Grid Scheduler / Grid Engine Profiling HOWTO

                      Profiling the N1GE 6 System
                               Stephan Grell
                              05 September 2006
0. Introduction:
----------------

   This document gives a brief summary on the profiling capabilities built
   into the Grid Engine Software. The profiling facility is one component in
   the troubleshooting and profiling environment. In addition the profiling
   component Grid Engine provides: health monitoring through qping, monitoring
   for the qmaster, and monitoring for the scheduler. 
   The profiling facility can be used to analyse bottlenecks within the software
   or outside and provide guidence for tuning Grid Engine.

1. Format:
----------

   The format of the profiling output is not fixed and can change from one version
   to another or even inbetween version.
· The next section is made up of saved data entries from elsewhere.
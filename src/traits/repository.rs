// Copyright (c) 2025 Steve Wagner (ciroque@live.com)
// SPDX-License-Identifier: MIT

use async_trait::async_trait;

use crate::errors::RepositoryError;
use crate::service::ExampleRecord;

/// Persistence for submitted expressions.
///
/// One record per example id, holding either the error text or the task list and
/// final variable. The record is updated with the numeric result once workers finish.
#[async_trait]
pub trait ExampleRepository: Send + Sync {
    /// Insert or replace the record keyed by `record.id`.
    async fn save_example(&self, record: &ExampleRecord) -> Result<(), RepositoryError>;

    /// Fetch a record by example id.
    async fn get_example(&self, example_id: &str) -> Result<ExampleRecord, RepositoryError>;

    /// Store the resolved result of an example.
    async fn set_result(&self, example_id: &str, value: f64) -> Result<(), RepositoryError>;

    /// Resolved result, `None` while workers are still running.
    async fn get_result(&self, example_id: &str) -> Result<Option<f64>, RepositoryError>;

    /// Every record submitted by a user, in submission order.
    async fn examples_by_user(&self, user_id: &str) -> Result<Vec<ExampleRecord>, RepositoryError>;
}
It is used as a trouble shooting tool and
   will be adapted to new needs when ever they arise. This document is based on
   the profiling output of SGE 6.0u8.

2. Scheduler:
-------------

   switch:
      qconf -msconf
             params      profile=[0,1]

   output: //spool/qmaster/schedd/messages

   Sample Output:
[1]      PROF: sge_mirror processed 30 events in 0.000 s
[2]      PROF: static urgency took 0.000 s
[3]      PROF: job ticket calculation: init: 0.000 s, pass 0: 0.000 s, 
                                    pass 1: 0.000, pass2: 0.000, calc: 0.000 s
[3a]     PROF: job ticket calculation: init: 0.000 s, pass 0: 0.000 s, 
                                    pass 1: 0.000, pass2: 0.000, calc: 0.000 s
[4]      PROF: normalizing job tickets took 0.000 s
[5]      PROF: create active job orders: 0.000 s
[6]      PROF: job-order calculation took 0.010 s
[7]      PROF: job sorting took 0.000 s
[8]      PROF: job dispatching took 0.000 s (1 fast, 0 comp, 0 pe, 0 res)
[9]      PROF: create pending job orders: 0.000 s
[10]     PROF: scheduled in 0.010 (u 0.010 + s 0.000 = 0.010): 
                         1 sequential, 0 parallel, 4 orders, 2 H, 4 Q, 5 QA, 
                         0 J(qw), 1 J(r), 0 J(s), 0 J(h), 0 J(e), 0 J(x), 1 J(all), 
                         52 C, 4 ACL, 2 PE, 2 U, 2 D, 96 PRJ, 1 ST, 0 CKPT, 0 RU, 
                         1 gMes, 0 jMes, 2/1 pre-send, 0/0/0 pe-alg
[11]     PROF: send orders and cleanup took: 0.100 (u 0.000,s 0.000) s
[12]     PROF: schedd run took: 0.120 s (init: 0.000 s, copy: 0.010 s, run:0.110, 
                                      free: 0.000 s, jobs: 1, categories: 1/1)

   Lines Explained:
   ----------------
   [1]  - Is generated from the event processing.
           events - number of events processed (received from the qmaster)
          time s      - time needed to update the internal data
   
   [2]  - Time needed to compute the urgency policy for all jobs in the system
   [3]  - Time needed to compute the different steps from the ticket policy
          init - time needed to setup the internal data structures
          pass 0 - time for data preparation (tfirst pass)
          pass 1 - time for data preparation (tsecond pass)
          pass 2 - time for data preparation (third pass)
          calc   - time for the ticket calculation
   [3a] - Same as [3]. This step is used to correct the tickets for the running jobs.
   [4]  - Time needed to normalize the tickets to a range of 0 to 1
   [5]  - Time needed to create job update tickets for running jobs, and sending them.
   [6]  - Time needed to compute the priority for each job, includes steps: 2,3,3a,4
   
   [7]  - Time needed to sort the job list to reflect the job priority

   [8]  - Time needed to assign jobs to the compute resources and sending the job start
          orders to the qmaster. The following numbers show the jobs, which were assigned:
            fast - number of sequential jobs without soft requests 
            comp - number of sequential jobs with soft requests
            pe   - number of parallel jobs
            res  - number of reservations
           
   [9]  - Time needed to create the priority update orders for all pending jobs.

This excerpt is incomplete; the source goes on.